MANCHESTER, NH - FEBRUARY 08: Breitbart News Daily host Stephen K. Bannon live on air at SiriusXM Broadcasts' New Hampshire Primary Coverage Live From Iconic Red Arrow Diner on February 8, 2016 in Manchester, New Hampshire. (Photo by Paul Marotta/Getty Images for SiriusXM)

A new Daily Beast report examining the college years of Steve Bannon, the Iago of the Trump administration, will likely surprise the White House strategist’s devotees and sworn enemies alike. How, exactly, do you become an unrepentant, uber-nationalist, far-right propaganda titan who believes Donald Trump is the greatest public speaker “since William Jennings Bryan” and who has based his recent political and journalistic career around the principle that the traditional Republican party needed a good “bitch-slap”?

You have to spend some time being a JFK-admiring liberal and a huge Grateful Dead fan, apparently.

That’s right, Deadheads and custies, Steve Bannon was once among your ranks. His Virginia Tech classmate John DePaola–the Beast‘s principal source–remembers the 1970s version of Donald Trump’s most notorious ally as “more hippie than frat boy.” He recalls Bannon listening to some Springsteen, but the Dead, specifically, factored prominently into one particularly bizarre and unsettling anecdote.

Though Bannon identified as a liberal at the time, he was also known for admiring the British historian Arnold Toynbee, who, as the Beast points out, once visited Hitler and wrote that the Jews represented an “extinct society.” When Toynbee died, Bannon decided to pay tribute to his idol’s passing by taking advantage of his friend’s position as a college DJ. As DePaola remembered fondly:

Bannon, clearly in mourning of Toynbee, approached his roommate and said, “I gotta come up and do your radio show, man,” to pay tribute to Toynbee both in word and song.

“He was a Grateful Dead fan,” DePaola said. “The guy was passionate about it.
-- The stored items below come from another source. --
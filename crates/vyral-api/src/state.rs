//! Application state.

use std::sync::Arc;

use vyral_orchestrator::Orchestrator;

use crate::catalog::OperationCatalog;
use crate::config::ApiConfig;

/// Shared application state.
#[derive(Clone)]
pub struct AppState {
    pub config: ApiConfig,
    pub orchestrator: Orchestrator,
    pub catalog: Arc<OperationCatalog>,
}

impl AppState {
    pub fn new(config: ApiConfig, orchestrator: Orchestrator, catalog: OperationCatalog) -> Self {
        Self {
            config,
            orchestrator,
            catalog: Arc::new(catalog),
        }
    }
}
He said something like, ‘I gotta play this song for the campus,’ so he came up one night [during my show] to talk about Toynbee, and then played “Unbroken Chain” by the Grateful Dead as a tribute. He also did a brief little speech before the song—an Arnold Toynbee salute—about the importance about his work. [His death] really moved him as a 22-year-old.

“I don’t know why ‘Unbroken Chain’ reminded him of Arnold’s work, but it meant a great deal to him and he felt compelled to share it with the Virginia Tech community [that evening],” DePaola added.

That “November and more/As I wait for the score” bit in the Phil-Lesh-penned “Unbroken Chain” makes one wonder if Bannon thought to pull out his battered LP of Live at the Mars Hotel during election season.

DePaola accidentally ran into Bannon on an Acela train last July–just around the time that Bannon was signing off on Breitbart gems like Milo Yiannopolos’ “There’s No Hiring Bias Against Women in Tech, They Just Suck at Interviews” and David Horowitz’s “Bill Kristol: Republican Spoiler, Renegade Jew“–and they had a grand old time. “We talked a lot about what happened to college friends,” DePaola told the Beast. “He’s just so fun to talk to.” Good to know.